M-type sterren, ook bekend als "rode dwergen", zijn de laatste tijd een populair doelwit geworden voor exoplaneetjagers. Dit is begrijpelijk gezien het enorme aantal aardse (dat wil zeggen rotsachtige) planeten die de afgelopen jaren rond rode dwergsterren zijn ontdekt. Deze ontdekkingen omvatten de exoplanet die het dichtst bij ons zonnestelsel (Proxima b) ligt en de zeven planeten die rond TRAPPIST-1 zijn ontdekt, waarvan er drie in een baan rond de bewoonbare zone van de ster draaien.
De laatste vondst komt van een team van internationale astronomen die een planeet rond GJ 625 ontdekten, een rode dwergster op slechts 21 lichtjaar afstand van de aarde. Deze terrestrische planeet is ongeveer 2,82 keer de massa van de aarde (ook bekend als een 'superaarde') en draait binnen de bewoonbare zone van de ster. Nogmaals, nieuws over deze ontdekking roept vragen op over de vraag of deze wereld inderdaad bewoonbaar (en ook bewoond) zou kunnen zijn.
Het internationale team stond onder leiding van Alejandro Mascareño van het Canary Islands Institute of Astrophysics (IAC) en bestaat uit leden van de Universiteit van La Laguna en de Universiteit van Genève.
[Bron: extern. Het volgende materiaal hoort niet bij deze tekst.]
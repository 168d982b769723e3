//! Ordered schemas and the registry that owns them.
//!
//! A [`Schema`] lists the properties of one object type in the order the
//! server expects them on the wire. Lookups by element name or field URI go
//! through maps built once in [`SchemaBuilder::build`].

use crate::schema::definition::PropertyDefinition;
use crate::schema::tables;
use once_cell::sync::Lazy;
use std::collections::HashMap;
use std::sync::Arc;

/// Whether a schema describes items or folders.
///
/// Decides the element names of update instructions.
#[derive(Debug, Clone, Copy, PartialEq, Eq, Hash)]
pub enum SchemaTarget {
    Item,
    Folder,
}

impl SchemaTarget {
    pub const fn set_field_element(self) -> &'static str {
        match self {
            SchemaTarget::Item => "SetItemField",
            SchemaTarget::Folder => "SetFolderField",
        }
    }

    pub const fn append_field_element(self) -> &'static str {
        match self {
            SchemaTarget::Item => "AppendToItemField",
            SchemaTarget::Folder => "AppendToFolderField",
        }
    }

    pub const fn delete_field_element(self) -> &'static str {
        match self {
            SchemaTarget::Item => "DeleteItemField",
            SchemaTarget::Folder => "DeleteFolderField",
        }
    }

    pub const fn change_element(self) -> &'static str {
        match self {
            SchemaTarget::Item => "ItemChange",
            SchemaTarget::Folder => "FolderChange",
        }
    }

    pub const fn id_element(self) -> &'static str {
        match self {
            SchemaTarget::Item => "ItemId",
            SchemaTarget::Folder => "FolderId",
        }
    }
}

/// Ordered property list of one object type.
#[derive(Debug)]
pub struct Schema {
    name: &'static str,
    xml_element: &'static str,
    target: SchemaTarget,
    properties: Vec<&'static PropertyDefinition>,
    by_xml_name: HashMap<&'static str, usize>,
    by_uri: HashMap<&'static str, usize>,
    id_property: Option<&'static PropertyDefinition>,
}

impl Schema {
    #[inline]
    pub fn name(&self) -> &'static str {
        self.name
    }

    /// Element name of objects of this type, e.g. `Message`.
    #[inline]
    pub fn xml_element_name(&self) -> &'static str {
        self.xml_element
    }

    #[inline]
    pub fn target(&self) -> SchemaTarget {
        self.target
    }

    /// Properties in wire order.
    #[inline]
    pub fn properties(&self) -> &[&'static PropertyDefinition] {
        &self.properties
    }

    pub fn len(&self) -> usize {
        self.properties.len()
    }

    pub fn is_empty(&self) -> bool {
        self.properties.is_empty()
    }

    pub fn id_property(&self) -> Option<&'static PropertyDefinition> {
        self.id_property
    }

    pub fn find_by_xml_name(&self, name: &str) -> Option<&'static PropertyDefinition> {
        self.by_xml_name.get(name).map(|&i| self.properties[i])
    }

    /// Resolve a field URI such as `item:Subject`.
    pub fn find_property_definition(&self, uri: &str) -> Option<&'static PropertyDefinition> {
        self.by_uri.get(uri).map(|&i| self.properties[i])
    }

    /// True when this exact definition belongs to the schema.
    pub fn contains(&self, definition: &PropertyDefinition) -> bool {
        self.find_by_xml_name(definition.xml_name())
            .is_some_and(|found| std::ptr::eq(found, definition))
    }

    /// Position of a definition in wire order.
    pub fn position(&self, definition: &PropertyDefinition) -> Option<usize> {
        self.by_xml_name
            .get(definition.xml_name())
            .copied()
            .filter(|&i| std::ptr::eq(self.properties[i], definition))
    }
}

/// Builds a [`Schema`], base type properties first.
#[derive(Debug)]
pub struct SchemaBuilder {
    name: &'static str,
    xml_element: &'static str,
    target: SchemaTarget,
    properties: Vec<&'static PropertyDefinition>,
    id_property: Option<&'static PropertyDefinition>,
}

impl SchemaBuilder {
    pub fn new(name: &'static str, xml_element: &'static str, target: SchemaTarget) -> Self {
        Self {
            name,
            xml_element,
            target,
            properties: Vec::new(),
            id_property: None,
        }
    }

    /// Start from every property of a base schema.
    pub fn extend(mut self, base: &Schema) -> Self {
        self.properties.extend_from_slice(&base.properties);
        if self.id_property.is_none() {
            self.id_property = base.id_property;
        }
        self
    }

    pub fn register(mut self, definition: &'static PropertyDefinition) -> Self {
        self.properties.push(definition);
        self
    }

    pub fn register_all(mut self, definitions: &[&'static PropertyDefinition]) -> Self {
        self.properties.extend_from_slice(definitions);
        self
    }

    /// Mark the property holding the object's id. It must be registered.
    pub fn id(mut self, definition: &'static PropertyDefinition) -> Self {
        self.id_property = Some(definition);
        self
    }

    pub fn build(self) -> Schema {
        let mut by_xml_name = HashMap::with_capacity(self.properties.len());
        let mut by_uri = HashMap::with_capacity(self.properties.len());
        for (i, definition) in self.properties.iter().enumerate() {
            let previous = by_xml_name.insert(definition.xml_name(), i);
            debug_assert!(
                previous.is_none(),
                "duplicate element {} in schema {}",
                definition.xml_name(),
                self.name
            );
            if let Some(uri) = definition.uri() {
                by_uri.insert(uri, i);
            }
        }

        Schema {
            name: self.name,
            xml_element: self.xml_element,
            target: self.target,
            properties: self.properties,
            by_xml_name,
            by_uri,
            id_property: self.id_property,
        }
    }
}

static SHARED: Lazy<Arc<SchemaRegistry>> = Lazy::new(|| Arc::new(SchemaRegistry::new()));

/// Immutable set of all schemas known to the binding.
#[derive(Debug)]
pub struct SchemaRegistry {
    item: Arc<Schema>,
    message: Arc<Schema>,
    contact: Arc<Schema>,
    folder: Arc<Schema>,
    by_uri: HashMap<&'static str, &'static PropertyDefinition>,
}

impl SchemaRegistry {
    /// Build every schema from the static tables.
    pub fn new() -> Self {
        let item = Arc::new(tables::item::schema());
        let message = Arc::new(tables::message::schema(&item));
        let contact = Arc::new(tables::contact::schema(&item));
        let folder = Arc::new(tables::folder::schema());

        let mut by_uri = HashMap::new();
        for schema in [&item, &message, &contact, &folder] {
            for definition in schema.properties() {
                if let Some(uri) = definition.uri() {
                    by_uri.entry(uri).or_insert(*definition);
                }
            }
        }

        Self {
            item,
            message,
            contact,
            folder,
            by_uri,
        }
    }

    /// Process-wide instance, built on first use.
    pub fn shared() -> &'static SchemaRegistry {
        &SHARED
    }

    /// Owned handle to the process-wide instance.
    pub fn shared_handle() -> Arc<SchemaRegistry> {
        Arc::clone(&SHARED)
    }

    pub fn item(&self) -> &Arc<Schema> {
        &self.item
    }

    pub fn message(&self) -> &Arc<Schema> {
        &self.message
    }

    pub fn contact(&self) -> &Arc<Schema> {
        &self.contact
    }

    pub fn folder(&self) -> &Arc<Schema> {
        &self.folder
    }

    /// Schema for an object element name (`Item`, `Message`, `Contact`, `Folder`).
    pub fn schema_for_element(&self, element: &str) -> Option<&Arc<Schema>> {
        [&self.item, &self.message, &self.contact, &self.folder]
            .into_iter()
            .find(|schema| schema.xml_element_name() == element)
    }

    /// Resolve a field URI across all schemas.
    pub fn find_property_definition(&self, uri: &str) -> Option<&'static PropertyDefinition> {
        self.by_uri.get(uri).copied()
    }
}

impl Default for SchemaRegistry {
    fn default() -> Self {
        Self::new()
    }
}

#[cfg(test)]
mod tests {
    use super::*;
    use crate::schema::tables::{contact, folder, item, message};

    #[test]
    fn test_subtype_starts_with_base_properties() {
        let registry = SchemaRegistry::new();
        let base = registry.item().properties();
        let derived = registry.message().properties();
        assert!(derived.len() > base.len());
        for (a, b) in base.iter().zip(derived) {
            assert!(std::ptr::eq(*a, *b));
        }
        assert!(std::ptr::eq(
            derived[base.len()],
            &message::SENDER
        ));
    }

    #[test]
    fn test_lookups() {
        let registry = SchemaRegistry::shared();
        assert!(std::ptr::eq(
            registry.find_property_definition("item:Subject").unwrap(),
            &item::SUBJECT
        ));
        assert!(std::ptr::eq(
            registry.find_property_definition("contacts:EmailAddresses").unwrap(),
            &contact::EMAIL_ADDRESSES
        ));
        assert!(std::ptr::eq(
            registry.folder().find_by_xml_name("DisplayName").unwrap(),
            &folder::DISPLAY_NAME
        ));
        assert!(registry.find_property_definition("item:NoSuchThing").is_none());
        assert_eq!(
            registry.schema_for_element("Contact").unwrap().name(),
            "Contact"
        );
        assert!(registry.contact().contains(&item::SUBJECT));
        assert!(!registry.folder().contains(&item::SUBJECT));
        assert!(std::ptr::eq(
            registry.message().id_property().unwrap(),
            &item::ITEM_ID
        ));
    }

    #[test]
    fn test_shared_is_built_once() {
        assert!(std::ptr::eq(SchemaRegistry::shared(), SchemaRegistry::shared()));
        assert!(std::ptr::eq(
            SchemaRegistry::shared(),
            Arc::as_ptr(&SchemaRegistry::shared_handle())
        ));
    }
}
Hun onderzoek werd ook ondersteund door de Spanish National Research Council (CSIS), het Institute of Space Studies of Catalonia (IEEC) en het National Institute For Astrophysics (INAF).
De studie met hun bevindingen werd onlangs aanvaard voor publicatie door het tijdschrift Astronomie en astrofysicaen verschijnt online onder de titel "Een superaarde aan de binnenrand van de bewoonbare zone van de nabijgelegen M-dwerg GJ 625". Volgens de studie gebruikte het team radiale snelheidsmetingen van GJ 625 om de aanwezigheid van een planeet te bepalen die tussen twee en drie keer de massa van de aarde heeft.
Deze ontdekking maakte deel uit van de HArps-n red Dwarf Exoplanet Survey (HADES), die rode dwergsterren bestudeert om de aanwezigheid van potentieel bewoonbare planeten te bepalen. Deze enquête is gebaseerd op de High Accuracy Radial velocity Planet Searcher voor het noordelijk halfrond (HARPS-N) instrument - dat deel uitmaakt van de 3,6-meter Galileo National Telescope (TNG) van de Roque de Los Muchachos-sterrenwacht van de IAC op het eiland La Palma .
Met behulp van dit instrument verzamelde het team in drie jaar tijd spectroscopische gegevens met hoge resolutie van het GJ 625-systeem. Ze maten met name kleine variaties in de radiale snelheid van de sterren, die worden toegeschreven aan de zwaartekracht van een planeet. Uit een totaal van 151 verkregen spectra konden ze vaststellen dat de planeet (GJ 625 b) waarschijnlijk terrestrisch was en een minimale massa had van 2,82 ± 0,51 aardmassa's.
Bovendien verkregen ze afstandsschattingen die hem ongeveer 0,078 AU van zijn ster plaatsten, en een omlooptijdschatting van 14,628 ± 0,013 dagen. Op deze afstand plaatst de baan van de planeet hem net binnen de bewoonbare zone van GJ 625. Dit betekent natuurlijk niet onomstotelijk dat de planeet condities heeft die bevorderlijk zijn voor leven op het oppervlak, maar het is een bemoedigende indicatie.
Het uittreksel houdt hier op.